◆ちっとも教育的な映画じゃない!?──『ピーターラビット』(2018)
リアルなウサギの再現はここまで来たのかと驚かされたのが、2018年に公開された『ピーターラビット』です。
イギリスの湖水地方で、いとこのベンジャミンや3人の妹たちと暮らしていたウサギのピーターラビットが、自分たちを大切にしてくれる女性・ビアを巡って、近所に引っ越してきたばかりの青年トーマスと取り合い、激しい戦いを繰り広げるというもの。
落ち着いたおしゃれなタッチのイラストが印象的な原作や、牧歌的な雰囲気をイメージする人も多いかもしれませんが、こちらの映画シリーズは冒頭で「ほんとごめんね、これ、そういう教育的な映画じゃないの」というナレーションが入るほど、オリジナル要素を盛り込んだ娯楽エンターテイメントに振り切った作品です。
『ピーターラビット』をあまりよく知らないという人も“やたらリアルなんだけどありえないアクションを繰り広げるウサギ”を存分に楽しむことができます。
◆畑を荒らすウサギたちに困った人たちは?──『ウォレスとグルミット 野菜畑で大ピンチ!』(2005)
ストップモーションアニメーションの老舗であるアードマンの看板シリーズ、ウォレスとグルミットにもウサギ映画があります。
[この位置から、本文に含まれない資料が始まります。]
//! Ledger errors

use rust_decimal::Decimal;
use tally_ports::ConfigurationError;
use thiserror::Error;

#[derive(Error, Debug, Clone, PartialEq)]
pub enum LedgerError {
    #[error(transparent)]
    Configuration(#[from] ConfigurationError),

    /// A debit reached a pool that cannot cover it.
    /// Signals broken order/fund accounting upstream, not bad user input.
    #[error(
        "Insufficient funds for {symbol}: requested={requested}, locked={locked}, free={free}"
    )]
    InsufficientFunds {
        symbol: String,
        requested: Decimal,
        locked: Decimal,
        free: Decimal,
    },
}

pub type Result<T> = std::result::Result<T, LedgerError>;
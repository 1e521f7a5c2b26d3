//! Symbol Feed - per-symbol trading manager

use parking_lot::RwLock;
use tally_core::{Candle, Symbol};
use tally_ports::TradingManager;

/// Tracks the latest candle seen by one symbol worker
///
/// Registered with the account so the end-of-run order replay can use the
/// last price each symbol traded at.
#[derive(Debug)]
pub struct SymbolFeed {
    symbol: Symbol,
    latest: RwLock<Option<Candle>>,
}

impl SymbolFeed {
    pub fn new(symbol: impl Into<Symbol>) -> Self {
        Self {
            symbol: symbol.into(),
            latest: RwLock::new(None),
        }
    }

    /// Remember `candle` as the most recent one
    pub fn record(&self, candle: &Candle) {
        *self.latest.write() = Some(candle.clone());
    }
}

impl TradingManager for SymbolFeed {
    fn symbol(&self) -> &str {
        &self.symbol
    }

    fn latest_candle(&self) -> Option<Candle> {
        self.latest.read().clone()
    }
}
use rust_decimal::Decimal;

use crate::error::ConfigurationError;

/// Port for the account's symbol and margin configuration
pub trait AccountConfiguration: Send + Sync {
    /// Whether funds or orders may be held for `symbol`
    fn is_symbol_supported(&self, symbol: &str) -> bool;

    /// Build (not raise) the error reported for an unsupported symbol
    fn report_unknown_symbol(&self, action: &str, symbol: &str) -> ConfigurationError {
        ConfigurationError::UnknownSymbol {
            action: action.to_string(),
            symbol: symbol.to_string(),
        }
    }

    /// Multiplier applied to raw amounts to obtain the margin to reserve
    ///
    /// Always >= 1; 1.5 means half of the position value again is held back.
    fn margin_reserve_factor(&self) -> Decimal;
}
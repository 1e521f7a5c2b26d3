use rust_decimal::Decimal;
use serde::{Deserialize, Serialize};

use crate::values::Quantity;

/// Maker/taker fee rates charged on the notional of simulated fills
#[derive(Debug, Clone, PartialEq, Serialize, Deserialize)]
pub struct FeeSchedule {
    /// Rate for orders that add liquidity; negative for rebates
    pub maker_fee: Decimal,

    /// Rate for orders that remove liquidity
    pub taker_fee: Decimal,

    /// Minimum fee per fill (in the funds currency)
    #[serde(default)]
    pub min_fee: Decimal,

    /// Maximum fee per fill, None = uncapped
    #[serde(default)]
    pub max_fee: Option<Decimal>,
}

impl FeeSchedule {
    pub fn new(maker_fee: Decimal, taker_fee: Decimal) -> Self {
        Self {
            maker_fee,
            taker_fee,
            min_fee: Decimal::ZERO,
            max_fee: None,
        }
    }

    /// A schedule that never charges anything
    pub fn zero() -> Self {
        Self::new(Decimal::ZERO, Decimal::ZERO)
    }

    pub fn with_min_fee(mut self, min_fee: Decimal) -> Self {
        self.min_fee = min_fee;
        self
    }

    pub fn with_max_fee(mut self, max_fee: Decimal) -> Self {
        self.max_fee = Some(max_fee);
        self
    }

    /// Fee owed on a fill of `notional`
    pub fn calculate_fee(&self, notional: Quantity, is_maker: bool) -> Decimal {
        let rate = if is_maker {
            self.maker_fee
        } else {
            self.taker_fee
        };
        let fee = notional * rate;

        // Rebates bypass min/max
        if fee < Decimal::ZERO {
            return fee;
        }
        let fee = fee.max(self.min_fee);
        match self.max_fee {
            Some(max) => fee.min(max),
            None => fee,
        }
    }
}

impl Default for FeeSchedule {
    fn default() -> Self {
        Self {
            maker_fee: Decimal::new(1, 3), // 0.1% maker
            taker_fee: Decimal::new(1, 3), // 0.1% taker
            min_fee: Decimal::ZERO,
            max_fee: None,
        }
    }
}
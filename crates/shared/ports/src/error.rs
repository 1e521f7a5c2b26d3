use thiserror::Error;

/// Errors raised when an operation falls outside what the account is configured for
#[derive(Error, Debug, Clone, PartialEq, Eq)]
pub enum ConfigurationError {
    #[error("{action}: symbol '{symbol}' is not supported")]
    UnknownSymbol { action: String, symbol: String },

    #[error("Please configure trading fees")]
    MissingTradingFees,

    #[error("Failed to read configuration from {path}: {error}")]
    Io { path: String, error: String },

    #[error("Failed to parse configuration: {0}")]
    Parse(String),

    #[error("Invalid configuration: {0}")]
    Invalid(String),
}

pub type ConfigurationResult<T> = std::result::Result<T, ConfigurationError>;
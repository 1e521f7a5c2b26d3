//! Tally Runner - Backtest Simulation Driver
//!
//! Runs one worker per trading symbol against a single shared account:
//!
//! - **Config**: account configuration plus the symbols to drive
//! - **Symbol Feed**: per-symbol trading manager remembering the latest candle
//! - **Simulation**: bootstrap funds, run workers concurrently, end the run
//!
//! ## Architecture
//!
//! ```text
//!   candles BTCUSDT     candles ETHUSDT     candles ...
//!         │                   │                  │
//!         ▼                   ▼                  ▼
//!   ┌───────────┐       ┌───────────┐      ┌───────────┐
//!   │  worker   │       │  worker   │      │  worker   │
//!   │ (feed)    │       │ (feed)    │      │ (feed)    │
//!   └─────┬─────┘       └─────┬─────┘      └─────┬─────┘
//!         │ update_open_orders │                  │
//!         └──────────────┬─────┴──────────────────┘
//!                        ▼
//!          ┌──────────────────────────────┐
//!          │   SimulatedAccountManager    │
//!          └──────────────────────────────┘
//!                        │ all workers joined
//!                        ▼
//!               notify_simulation_end
//! ```

pub mod config;
pub mod feed;
pub mod simulation;

// Re-export main types
pub use config::SimulationConfig;
pub use feed::SymbolFeed;
pub use simulation::{Simulation, SimulationResults};
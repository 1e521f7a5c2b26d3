//! Tally Ledger
//!
//! The internal ledger of a simulated trading account:
//! - **Balance Store**: concurrent symbol -> balance map with get-or-create lookups
//! - **Ledger Engine**: add/subtract on the free, locked, shorted and margin pools
//! - **Cascading Policies**: locked -> free -> margin debits, locked -> free releases
//! - **Order Coordination**: candle-driven review of pending orders under one lock
//! - **Lifecycle**: funding, locking for new orders, reset, simulation end
//!
//! ## Architecture
//!
//! ```text
//! Simulation driver ──► candles per symbol
//!                              │
//!                              ▼
//!          ┌────────────────────────────────────────┐
//!          │        SimulatedAccountManager         │
//!          │  ┌──────────────────────────────────┐  │
//!          │  │ order lock ── pending orders     │──┼──► ClientAccount
//!          │  └──────────────────────────────────┘  │    (fills, fees)
//!          │  ┌──────────────────────────────────┐  │         │
//!          │  │ BalanceStore (DashMap)           │◄─┼─────────┘
//!          │  │ free | locked | shorted | margin │  │  credits / debits
//!          │  └──────────────────────────────────┘  │
//!          └────────────────────────────────────────┘
//! ```
//!
//! ## Usage
//!
//! ```rust,ignore
//! use tally_ledger::{AccountConfig, SimulatedAccountManager};
//!
//! let manager = SimulatedAccountManager::new(client, Arc::new(config), Some(fees))?;
//! manager.set_amount("USDT", dec!(1000))?;
//! manager.lock_amount("USDT", dec!(300))?;
//! manager.subtract_from_locked_or_free_balance("USDT", None, dec!(500))?;
//! ```

pub mod config;
pub mod error;
pub mod ledger;
pub mod manager;
pub mod orders;
pub mod store;

// Re-export main types
pub use config::AccountConfig;
pub use error::{LedgerError, Result};
pub use ledger::{DebitOutcome, ReleaseOutcome};
pub use manager::SimulatedAccountManager;
pub use store::BalanceStore;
それが2005年に公開された『ウォレスとグルミット 野菜畑で大ピンチ!』です。
畑を荒らすウサギたちに困っていた住人のために、ウォレスとグルミットのコンビが害獣駆除隊として大量のウサギの捕獲に挑みます。
しかし、捕まえたはいいもののウサギを殺せないウォレスは、自身の発明でウサギを野菜嫌いにしようと考えるのですが、その試みが思わぬ形で巨大なウサギを生み出す事件へと繋がっていきます。
『ひつじのショーン』などでもおなじみのハチャメチャギャグは本作でも健在。「第78回アカデミー賞で長編アニメーション賞」を受賞していたり、制作には5年以上の月日がかかっていると聞くと、重厚な作品を想像してしまいますが、難しいことを考えずにゲラゲラ笑って楽しめる作品です。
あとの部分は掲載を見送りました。